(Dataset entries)
>>>>
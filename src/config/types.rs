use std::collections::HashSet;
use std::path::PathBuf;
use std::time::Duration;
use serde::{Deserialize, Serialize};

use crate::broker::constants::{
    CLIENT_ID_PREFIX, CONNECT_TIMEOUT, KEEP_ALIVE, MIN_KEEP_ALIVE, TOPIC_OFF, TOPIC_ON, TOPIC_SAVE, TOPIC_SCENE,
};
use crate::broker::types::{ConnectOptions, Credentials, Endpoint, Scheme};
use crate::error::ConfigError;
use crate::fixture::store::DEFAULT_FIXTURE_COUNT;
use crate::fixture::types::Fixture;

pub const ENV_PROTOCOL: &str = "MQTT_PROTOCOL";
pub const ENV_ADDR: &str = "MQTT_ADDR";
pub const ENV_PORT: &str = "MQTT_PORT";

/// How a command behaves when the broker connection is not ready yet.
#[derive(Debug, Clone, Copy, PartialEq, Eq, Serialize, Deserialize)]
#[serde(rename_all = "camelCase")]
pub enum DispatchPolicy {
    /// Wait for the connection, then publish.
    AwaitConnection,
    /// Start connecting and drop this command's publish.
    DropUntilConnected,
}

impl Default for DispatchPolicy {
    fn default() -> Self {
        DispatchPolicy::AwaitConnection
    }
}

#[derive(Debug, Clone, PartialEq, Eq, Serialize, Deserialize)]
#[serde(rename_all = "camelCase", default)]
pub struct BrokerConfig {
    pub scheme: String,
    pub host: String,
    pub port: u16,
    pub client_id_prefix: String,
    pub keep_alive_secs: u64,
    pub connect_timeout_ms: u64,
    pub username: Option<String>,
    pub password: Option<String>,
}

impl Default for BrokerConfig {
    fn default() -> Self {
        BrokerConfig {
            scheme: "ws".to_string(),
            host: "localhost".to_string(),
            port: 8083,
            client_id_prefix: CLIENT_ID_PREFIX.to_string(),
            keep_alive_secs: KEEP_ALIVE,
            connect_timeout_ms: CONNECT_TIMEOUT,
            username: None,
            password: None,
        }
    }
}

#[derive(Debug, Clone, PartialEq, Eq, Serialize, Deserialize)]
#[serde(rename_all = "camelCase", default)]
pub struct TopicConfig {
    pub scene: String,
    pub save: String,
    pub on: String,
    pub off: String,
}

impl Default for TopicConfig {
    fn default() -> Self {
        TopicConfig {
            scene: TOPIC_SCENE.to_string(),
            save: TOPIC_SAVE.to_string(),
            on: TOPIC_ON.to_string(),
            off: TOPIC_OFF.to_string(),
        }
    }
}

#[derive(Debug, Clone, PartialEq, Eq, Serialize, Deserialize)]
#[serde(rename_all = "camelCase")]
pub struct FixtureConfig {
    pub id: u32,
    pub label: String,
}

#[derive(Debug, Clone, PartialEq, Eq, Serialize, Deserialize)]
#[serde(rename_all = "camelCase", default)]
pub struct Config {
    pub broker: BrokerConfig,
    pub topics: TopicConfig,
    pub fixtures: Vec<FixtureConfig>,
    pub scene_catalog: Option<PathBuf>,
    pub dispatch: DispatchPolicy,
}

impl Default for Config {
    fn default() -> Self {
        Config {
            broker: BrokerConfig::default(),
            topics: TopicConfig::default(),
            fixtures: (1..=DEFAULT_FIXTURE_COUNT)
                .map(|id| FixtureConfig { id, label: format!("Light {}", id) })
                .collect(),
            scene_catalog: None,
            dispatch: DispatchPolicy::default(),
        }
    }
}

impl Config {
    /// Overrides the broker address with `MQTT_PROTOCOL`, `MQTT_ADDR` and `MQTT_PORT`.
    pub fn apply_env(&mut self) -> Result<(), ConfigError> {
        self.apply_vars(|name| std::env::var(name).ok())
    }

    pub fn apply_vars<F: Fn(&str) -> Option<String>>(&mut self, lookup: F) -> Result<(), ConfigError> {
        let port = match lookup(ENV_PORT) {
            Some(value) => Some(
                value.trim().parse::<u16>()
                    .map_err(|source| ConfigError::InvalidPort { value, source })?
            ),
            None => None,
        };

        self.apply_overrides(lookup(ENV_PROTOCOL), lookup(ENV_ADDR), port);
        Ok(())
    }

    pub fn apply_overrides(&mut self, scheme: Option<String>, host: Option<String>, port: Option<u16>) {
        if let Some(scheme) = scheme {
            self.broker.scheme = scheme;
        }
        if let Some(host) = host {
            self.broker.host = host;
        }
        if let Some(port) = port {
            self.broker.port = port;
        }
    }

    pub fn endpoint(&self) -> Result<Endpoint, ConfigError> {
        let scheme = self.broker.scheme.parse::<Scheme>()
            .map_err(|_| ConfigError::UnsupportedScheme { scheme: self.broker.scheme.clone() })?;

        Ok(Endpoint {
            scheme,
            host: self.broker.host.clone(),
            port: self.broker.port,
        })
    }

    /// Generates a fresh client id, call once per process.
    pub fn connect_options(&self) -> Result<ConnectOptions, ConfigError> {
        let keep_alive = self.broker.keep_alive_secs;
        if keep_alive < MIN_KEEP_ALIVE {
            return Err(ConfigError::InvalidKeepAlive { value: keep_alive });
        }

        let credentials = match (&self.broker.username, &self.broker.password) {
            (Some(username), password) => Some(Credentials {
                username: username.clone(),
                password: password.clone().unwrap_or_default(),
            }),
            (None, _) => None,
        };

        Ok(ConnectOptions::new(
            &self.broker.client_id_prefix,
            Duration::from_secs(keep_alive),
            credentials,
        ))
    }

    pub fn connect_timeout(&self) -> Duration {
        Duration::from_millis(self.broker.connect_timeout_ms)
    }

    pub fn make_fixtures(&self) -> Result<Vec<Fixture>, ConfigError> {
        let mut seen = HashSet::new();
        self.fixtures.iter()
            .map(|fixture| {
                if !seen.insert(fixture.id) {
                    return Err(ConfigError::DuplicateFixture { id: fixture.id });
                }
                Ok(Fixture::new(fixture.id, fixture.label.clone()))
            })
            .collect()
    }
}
<<<<
>>>>
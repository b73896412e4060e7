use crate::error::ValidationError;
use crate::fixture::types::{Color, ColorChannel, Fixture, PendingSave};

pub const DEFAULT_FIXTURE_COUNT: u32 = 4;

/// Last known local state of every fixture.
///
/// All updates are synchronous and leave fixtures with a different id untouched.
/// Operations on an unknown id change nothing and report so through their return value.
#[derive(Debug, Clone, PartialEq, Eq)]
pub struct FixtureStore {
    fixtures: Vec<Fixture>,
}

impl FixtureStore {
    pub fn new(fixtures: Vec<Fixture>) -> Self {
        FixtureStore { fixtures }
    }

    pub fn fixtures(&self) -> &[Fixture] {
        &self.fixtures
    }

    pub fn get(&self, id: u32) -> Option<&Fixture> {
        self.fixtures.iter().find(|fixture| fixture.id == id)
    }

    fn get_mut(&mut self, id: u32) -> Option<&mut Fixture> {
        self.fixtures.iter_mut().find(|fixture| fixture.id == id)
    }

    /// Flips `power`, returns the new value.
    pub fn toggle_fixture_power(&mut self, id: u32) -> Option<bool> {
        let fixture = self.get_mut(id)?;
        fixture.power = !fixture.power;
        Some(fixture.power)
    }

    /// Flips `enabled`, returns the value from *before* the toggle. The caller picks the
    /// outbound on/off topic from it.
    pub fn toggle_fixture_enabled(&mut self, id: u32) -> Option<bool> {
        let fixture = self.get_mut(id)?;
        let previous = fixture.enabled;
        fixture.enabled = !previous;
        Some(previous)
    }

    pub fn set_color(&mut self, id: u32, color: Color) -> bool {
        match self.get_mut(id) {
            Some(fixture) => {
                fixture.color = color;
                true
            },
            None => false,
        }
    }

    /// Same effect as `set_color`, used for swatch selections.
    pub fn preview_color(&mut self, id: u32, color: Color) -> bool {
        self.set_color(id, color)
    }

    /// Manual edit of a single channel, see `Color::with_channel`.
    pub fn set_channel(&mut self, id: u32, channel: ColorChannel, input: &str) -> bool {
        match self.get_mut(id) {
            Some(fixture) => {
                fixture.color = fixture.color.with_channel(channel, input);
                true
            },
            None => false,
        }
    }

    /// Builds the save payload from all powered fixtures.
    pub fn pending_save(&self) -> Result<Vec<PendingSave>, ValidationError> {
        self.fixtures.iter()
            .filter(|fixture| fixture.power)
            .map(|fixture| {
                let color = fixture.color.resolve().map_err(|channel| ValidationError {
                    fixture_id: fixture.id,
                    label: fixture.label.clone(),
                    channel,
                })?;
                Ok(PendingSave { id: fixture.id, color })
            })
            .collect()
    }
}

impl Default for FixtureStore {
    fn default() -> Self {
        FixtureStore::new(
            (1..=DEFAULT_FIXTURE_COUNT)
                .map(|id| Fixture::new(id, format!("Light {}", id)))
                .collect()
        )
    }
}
<<<<
#### Aim of the exercise:
Search the entries for the word "types" and copy every line that has it.

#### Answer area:
filename src/config/types.rs
use crate::broker::types::{ConnectOptions, Credentials, Endpoint, Scheme};
use crate::fixture::types::Fixture;
use crate::fixture::types::{Color, ColorChannel, Fixture, PendingSave};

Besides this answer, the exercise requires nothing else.